Uma homenagem visual ao desenhador de “Murena”
Texto: NUNO GALOPIM
Com o décimo álbum da série Murena agendado para edição em 2017, juntando o argumento de Jean Dufaux (um dos seus criadores) aos desenhos do belga Theo, que ali se estreará neste universo, o Murena Artbook entra em cena neste tempo de hiato decretado pela súbita morte de Philippe Delaby, o outro coautor da série, desaparecido em 2014, aos 53 anos.
Belga, com estudos feitos na Ecole des Beaux Arts de Tournai (a cidade onde nasceu), tendo mais tarde tirado ainda um curso de impressão e tipografia, começou por trabalhar na revista Tintin, tendo ilustrado logo aí uma série de narrativas históricas com argumento de Yves Duval, com quem assinou alguns dos seus primeiros álbuns no início dos anos 90. Teve em Etoile Polaire a sua primeira série (com Luc Dellisse), mas foi com Murena, ao lado de Dufaux que, a partir de 1997, conquistou um espaço de visibilidade maior no mundo da BD contemporânea.
Não era a primeira vez que o mundo da Roma antiga passava pela banda desenhada (e de Astérix a Alix, já havia sobejos olhares sobre aqueles tempos). Mas com a abordagem lançada em Murena definiram-se não apenas perspetivas contemporâneas no desenho dos lugares, gentes e hábitos da cidade, como novos pontos de vista no retrato do seu quotidiano, valorizando a trama e as imagens uma certa erotização das figuras e comportamentos, lembrando uma das legendas do Murena Artbook que, naqueles tempos, a noção de pecado era algo que não fazia parte do vocabulário da moral romana.

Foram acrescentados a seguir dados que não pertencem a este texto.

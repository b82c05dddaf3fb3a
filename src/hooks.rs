use std::fmt;
use std::sync::Arc;

use futures_util::future::BoxFuture;
use tokio_util::sync::CancellationToken;

use crate::error::Error;
use crate::options::{NormalizedOptions, Options};
use crate::response::{Response, ResponseHead, ResponseLike};

pub type HookFuture<'a, T> = BoxFuture<'a, Result<T, Error>>;

/// Result of an `init` or `beforeRequest` hook.
#[derive(Debug)]
pub enum HookOutcome {
    Continue,
    /// Skips the network attempt and uses this response instead.
    ShortCircuit(ResponseLike),
}

/// Result of an `afterResponse` hook.
#[derive(Debug)]
pub enum AfterResponse {
    Response(Response),
    /// Starts a new attempt with these options merged over the current ones.
    RetryWithMergedOptions(Options),
}

pub trait InitHook: Send + Sync {
    fn run<'a>(&'a self, options: &'a mut Options) -> HookFuture<'a, HookOutcome>;
}

pub trait BeforeRequestHook: Send + Sync {
    fn run<'a>(&'a self, options: &'a mut NormalizedOptions) -> HookFuture<'a, HookOutcome>;
}

pub trait BeforeRedirectHook: Send + Sync {
    fn run<'a>(
        &'a self,
        options: &'a mut NormalizedOptions,
        response: &'a ResponseHead,
    ) -> HookFuture<'a, ()>;
}

/// `error` is `None` when the retry was requested by an `afterResponse` hook.
pub trait BeforeRetryHook: Send + Sync {
    fn run<'a>(
        &'a self,
        options: &'a mut NormalizedOptions,
        error: Option<&'a Error>,
        retry_count: u32,
    ) -> HookFuture<'a, ()>;
}

pub trait AfterResponseHook: Send + Sync {
    fn run<'a>(&'a self, response: Response) -> HookFuture<'a, AfterResponse>;
}

/// Returns the error to surface in place of the one received.
pub trait BeforeErrorHook: Send + Sync {
    fn run<'a>(&'a self, error: Error) -> BoxFuture<'a, Error>;
}

struct FnHook<F>(F);

impl<F> InitHook for FnHook<F>
where
    F: Fn(&mut Options) -> Result<HookOutcome, Error> + Send + Sync,
{
    fn run<'a>(&'a self, options: &'a mut Options) -> HookFuture<'a, HookOutcome> {
        Box::pin(std::future::ready((self.0)(options)))
    }
}

impl<F> BeforeRequestHook for FnHook<F>
where
    F: Fn(&mut NormalizedOptions) -> Result<HookOutcome, Error> + Send + Sync,
{
    fn run<'a>(&'a self, options: &'a mut NormalizedOptions) -> HookFuture<'a, HookOutcome> {
        Box::pin(std::future::ready((self.0)(options)))
    }
}

impl<F> BeforeRedirectHook for FnHook<F>
where
    F: Fn(&mut NormalizedOptions, &ResponseHead) -> Result<(), Error> + Send + Sync,
{
    fn run<'a>(
        &'a self,
        options: &'a mut NormalizedOptions,
        response: &'a ResponseHead,
    ) -> HookFuture<'a, ()> {
        Box::pin(std::future::ready((self.0)(options, response)))
    }
}

impl<F> BeforeRetryHook for FnHook<F>
where
    F: Fn(&mut NormalizedOptions, Option<&Error>, u32) -> Result<(), Error> + Send + Sync,
{
    fn run<'a>(
        &'a self,
        options: &'a mut NormalizedOptions,
        error: Option<&'a Error>,
        retry_count: u32,
    ) -> HookFuture<'a, ()> {
        Box::pin(std::future::ready((self.0)(options, error, retry_count)))
    }
}

impl<F> AfterResponseHook for FnHook<F>
where
    F: Fn(Response) -> Result<AfterResponse, Error> + Send + Sync,
{
    fn run<'a>(&'a self, response: Response) -> HookFuture<'a, AfterResponse> {
        Box::pin(std::future::ready((self.0)(response)))
    }
}

impl<F> BeforeErrorHook for FnHook<F>
where
    F: Fn(Error) -> Error + Send + Sync,
{
    fn run<'a>(&'a self, error: Error) -> BoxFuture<'a, Error> {
        Box::pin(std::future::ready((self.0)(error)))
    }
}

/// Ordered hook chains.
///
/// Chains only grow by concatenation; [`Hooks::merged`] builds new vectors,
/// so extending one set never changes another.
#[derive(Clone, Default)]
pub struct Hooks {
    pub(crate) init: Vec<Arc<dyn InitHook>>,
    pub(crate) before_request: Vec<Arc<dyn BeforeRequestHook>>,
    pub(crate) before_redirect: Vec<Arc<dyn BeforeRedirectHook>>,
    pub(crate) before_retry: Vec<Arc<dyn BeforeRetryHook>>,
    pub(crate) after_response: Vec<Arc<dyn AfterResponseHook>>,
    pub(crate) before_error: Vec<Arc<dyn BeforeErrorHook>>,
}

impl Hooks {
    pub fn new() -> Self {
        Self::default()
    }

    pub fn init(mut self, hook: Arc<dyn InitHook>) -> Self {
        self.init.push(hook);
        self
    }

    pub fn init_fn<F>(self, hook: F) -> Self
    where
        F: Fn(&mut Options) -> Result<HookOutcome, Error> + Send + Sync + 'static,
    {
        self.init(Arc::new(FnHook(hook)))
    }

    pub fn before_request(mut self, hook: Arc<dyn BeforeRequestHook>) -> Self {
        self.before_request.push(hook);
        self
    }

    pub fn before_request_fn<F>(self, hook: F) -> Self
    where
        F: Fn(&mut NormalizedOptions) -> Result<HookOutcome, Error> + Send + Sync + 'static,
    {
        self.before_request(Arc::new(FnHook(hook)))
    }

    pub fn before_redirect(mut self, hook: Arc<dyn BeforeRedirectHook>) -> Self {
        self.before_redirect.push(hook);
        self
    }

    pub fn before_redirect_fn<F>(self, hook: F) -> Self
    where
        F: Fn(&mut NormalizedOptions, &ResponseHead) -> Result<(), Error> + Send + Sync + 'static,
    {
        self.before_redirect(Arc::new(FnHook(hook)))
    }

    pub fn before_retry(mut self, hook: Arc<dyn BeforeRetryHook>) -> Self {
        self.before_retry.push(hook);
        self
    }

    pub fn before_retry_fn<F>(self, hook: F) -> Self
    where
        F: Fn(&mut NormalizedOptions, Option<&Error>, u32) -> Result<(), Error>
            + Send
            + Sync
            + 'static,
    {
        self.before_retry(Arc::new(FnHook(hook)))
    }

    pub fn after_response(mut self, hook: Arc<dyn AfterResponseHook>) -> Self {
        self.after_response.push(hook);
        self
    }

    pub fn after_response_fn<F>(self, hook: F) -> Self
    where
        F: Fn(Response) -> Result<AfterResponse, Error> + Send + Sync + 'static,
    {
        self.after_response(Arc::new(FnHook(hook)))
    }

    pub fn before_error(mut self, hook: Arc<dyn BeforeErrorHook>) -> Self {
        self.before_error.push(hook);
        self
    }

    pub fn before_error_fn<F>(self, hook: F) -> Self
    where
        F: Fn(Error) -> Error + Send + Sync + 'static,
    {
        self.before_error(Arc::new(FnHook(hook)))
    }

    /// Concatenation: our hooks first, then `other`'s.
    pub fn merged(&self, other: &Hooks) -> Hooks {
        fn concat<T: ?Sized>(left: &[Arc<T>], right: &[Arc<T>]) -> Vec<Arc<T>> {
            left.iter().chain(right).cloned().collect()
        }

        Hooks {
            init: concat(&self.init, &other.init),
            before_request: concat(&self.before_request, &other.before_request),
            before_redirect: concat(&self.before_redirect, &other.before_redirect),
            before_retry: concat(&self.before_retry, &other.before_retry),
            after_response: concat(&self.after_response, &other.after_response),
            before_error: concat(&self.before_error, &other.before_error),
        }
    }

    /// Like [`Hooks::merged`], skipping `other`'s hooks we already hold.
    pub fn union(&self, other: &Hooks) -> Hooks {
        fn join<T: ?Sized>(left: &[Arc<T>], right: &[Arc<T>]) -> Vec<Arc<T>> {
            let mut joined = left.to_vec();
            for hook in right {
                if !joined.iter().any(|held| Arc::ptr_eq(held, hook)) {
                    joined.push(Arc::clone(hook));
                }
            }
            joined
        }

        Hooks {
            init: join(&self.init, &other.init),
            before_request: join(&self.before_request, &other.before_request),
            before_redirect: join(&self.before_redirect, &other.before_redirect),
            before_retry: join(&self.before_retry, &other.before_retry),
            after_response: join(&self.after_response, &other.after_response),
            before_error: join(&self.before_error, &other.before_error),
        }
    }

    pub fn len(&self) -> usize {
        self.init.len()
            + self.before_request.len()
            + self.before_redirect.len()
            + self.before_retry.len()
            + self.after_response.len()
            + self.before_error.len()
    }

    pub fn is_empty(&self) -> bool {
        self.len() == 0
    }
}

impl fmt::Debug for Hooks {
    fn fmt(&self, formatter: &mut fmt::Formatter<'_>) -> fmt::Result {
        formatter
            .debug_struct("Hooks")
            .field("init", &self.init.len())
            .field("before_request", &self.before_request.len())
            .field("before_redirect", &self.before_redirect.len())
            .field("before_retry", &self.before_retry.len())
            .field("after_response", &self.after_response.len())
            .field("before_error", &self.before_error.len())
            .finish()
    }
}

fn ensure_active(cancel: &CancellationToken) -> Result<(), Error> {
    if cancel.is_cancelled() {
        return Err(Error::cancel());
    }
    Ok(())
}

pub(crate) async fn run_init(
    hooks: &[Arc<dyn InitHook>],
    options: &mut Options,
    cancel: &CancellationToken,
) -> Result<Option<ResponseLike>, Error> {
    for hook in hooks {
        ensure_active(cancel)?;
        if let HookOutcome::ShortCircuit(response) = hook.run(options).await? {
            return Ok(Some(response));
        }
    }
    Ok(None)
}

pub(crate) async fn run_before_request(
    options: &mut NormalizedOptions,
    cancel: &CancellationToken,
) -> Result<Option<ResponseLike>, Error> {
    let hooks = options.hooks().before_request.clone();
    for hook in hooks {
        ensure_active(cancel)?;
        if let HookOutcome::ShortCircuit(response) = hook.run(options).await? {
            return Ok(Some(response));
        }
    }
    Ok(None)
}

pub(crate) async fn run_before_redirect(
    options: &mut NormalizedOptions,
    response: &ResponseHead,
    cancel: &CancellationToken,
) -> Result<(), Error> {
    let hooks = options.hooks().before_redirect.clone();
    for hook in hooks {
        ensure_active(cancel)?;
        hook.run(options, response).await?;
    }
    Ok(())
}

pub(crate) async fn run_before_retry(
    options: &mut NormalizedOptions,
    error: Option<&Error>,
    retry_count: u32,
    cancel: &CancellationToken,
) -> Result<(), Error> {
    let hooks = options.hooks().before_retry.clone();
    for hook in hooks {
        ensure_active(cancel)?;
        hook.run(options, error, retry_count).await?;
    }
    Ok(())
}

/// Runs the chain. A retry request comes back together with the response the
/// requesting hook was handed, so the session can still deliver it when the
/// retry budget is spent.
pub(crate) async fn run_after_response(
    hooks: &[Arc<dyn AfterResponseHook>],
    mut response: Response,
    cancel: &CancellationToken,
) -> Result<(Response, Option<Options>), Error> {
    for hook in hooks {
        ensure_active(cancel)?;
        match hook.run(response.clone()).await? {
            AfterResponse::Response(next) => response = next,
            AfterResponse::RetryWithMergedOptions(options) => return Ok((response, Some(options))),
        }
    }
    Ok((response, None))
}

pub(crate) async fn run_before_error(hooks: &[Arc<dyn BeforeErrorHook>], mut error: Error) -> Error {
    for hook in hooks {
        error = hook.run(error).await;
    }
    error
}

#[cfg(test)]
mod tests {
    use std::sync::Mutex;

    use super::*;
    use crate::error::ErrorCode;
    use crate::options::{Defaults, normalize};

    #[test]
    fn merged_hooks_concatenate_without_aliasing() {
        let parent = Hooks::new().before_request_fn(|_| Ok(HookOutcome::Continue));
        let child = parent.merged(&Hooks::new().before_request_fn(|_| Ok(HookOutcome::Continue)));
        let grandchild = child.clone().before_request_fn(|_| Ok(HookOutcome::Continue));

        assert_eq!(parent.before_request.len(), 1);
        assert_eq!(child.before_request.len(), 2);
        assert_eq!(grandchild.before_request.len(), 3);
        assert!(Arc::ptr_eq(&parent.before_request[0], &child.before_request[0]));
    }

    #[test]
    fn union_skips_hooks_already_held() {
        let parent = Hooks::new().before_error_fn(|error| error);
        let child = parent.clone().before_error_fn(|error| error);
        let merged = parent.union(&child);
        assert_eq!(merged.before_error.len(), 2);
    }

    #[tokio::test]
    async fn before_request_runs_in_order_and_short_circuits() {
        let seen = Arc::new(Mutex::new(Vec::new()));
        let first = Arc::clone(&seen);
        let second = Arc::clone(&seen);
        let third = Arc::clone(&seen);
        let hooks = Hooks::new()
            .before_request_fn(move |_| {
                first.lock().expect("lock").push(1);
                Ok(HookOutcome::Continue)
            })
            .before_request_fn(move |_| {
                second.lock().expect("lock").push(2);
                Ok(HookOutcome::ShortCircuit(ResponseLike::new(http::StatusCode::ACCEPTED)))
            })
            .before_request_fn(move |_| {
                third.lock().expect("lock").push(3);
                Ok(HookOutcome::Continue)
            });
        let mut options = normalize(
            Some("https://example.test/".into()),
            Options::new().hooks(hooks),
            &Defaults::default(),
        )
        .expect("normalize");

        let response = run_before_request(&mut options, &CancellationToken::new())
            .await
            .expect("hooks run");
        assert_eq!(response.map(|like| like.status), Some(http::StatusCode::ACCEPTED));
        assert_eq!(*seen.lock().expect("lock"), vec![1, 2]);
    }

    #[tokio::test]
    async fn canceled_sessions_skip_hooks() {
        let hooks = Hooks::new().before_request_fn(|_| panic!("hook must not run"));
        let mut options = normalize(
            Some("https://example.test/".into()),
            Options::new().hooks(hooks),
            &Defaults::default(),
        )
        .expect("normalize");
        let cancel = CancellationToken::new();
        cancel.cancel();

        let error = run_before_request(&mut options, &cancel)
            .await
            .expect_err("canceled");
        assert_eq!(error.code(), ErrorCode::Cancel);
    }

    #[tokio::test]
    async fn before_error_replaces_errors_in_sequence() {
        let hooks = Hooks::new()
            .before_error_fn(|_| Error::validation("first"))
            .before_error_fn(|error| Error::validation(format!("{error} then second")));
        let error = run_before_error(&hooks.before_error, Error::cancel()).await;
        assert_eq!(error.to_string(), "invalid options: invalid options: first then second");
    }
}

Historicamente centrada nos tempos dos reinados de Cláudio e Nero, ou seja, no final da primeira dinastia da Roma imperial, a narrativa cruza um plano ficcional com todo um quadro cénico histórico, umas vezes mais perto da verdade dos factos, outras nem por isso. Cada álbum termina, de resto, com um texto histórico de enquadramento. E uma edição especial da revista Histoire publicada em 2009 dedicada aos tempos de Nero tinha inclusivamente um capítulo sobre o que é facto e ficção em Murena.
Em Murena Artbook encontramos esquissos e ensaios nos quais Philippe Delaby procurava as linhas pelas quais definiria as suas personagens. Há uma sequência de pranchas ainda no seu estado original de traço a lápis pelas quais se constata o trabalho de découpage que vinca a clara inspiração cinematográfica que há na base de todo este universo. Há, como os álbuns de resto o sugeriam, um olhar particular pelo corpo humano. E uma série de reflexões (algumas recuperando palavras do desenhador), onde ora se lembra uma antiga admiração sua por esta época ora se explica o potencial da aguarela como forma de lançar depois a cor sobre o desenho.
No final, depois de um magnífico retrato de Nero, o livro revela, como se fosse uma passagem de testemunho, duas páginas com uma apresentação escrita e desenhos de Theo, o novo desenhador da série.
“Murena Artbook”, de Dufaux e Delaby, com textos de Daniel Couvreur, é uma edição de 64 páginas em capa dura, pela Dargaud.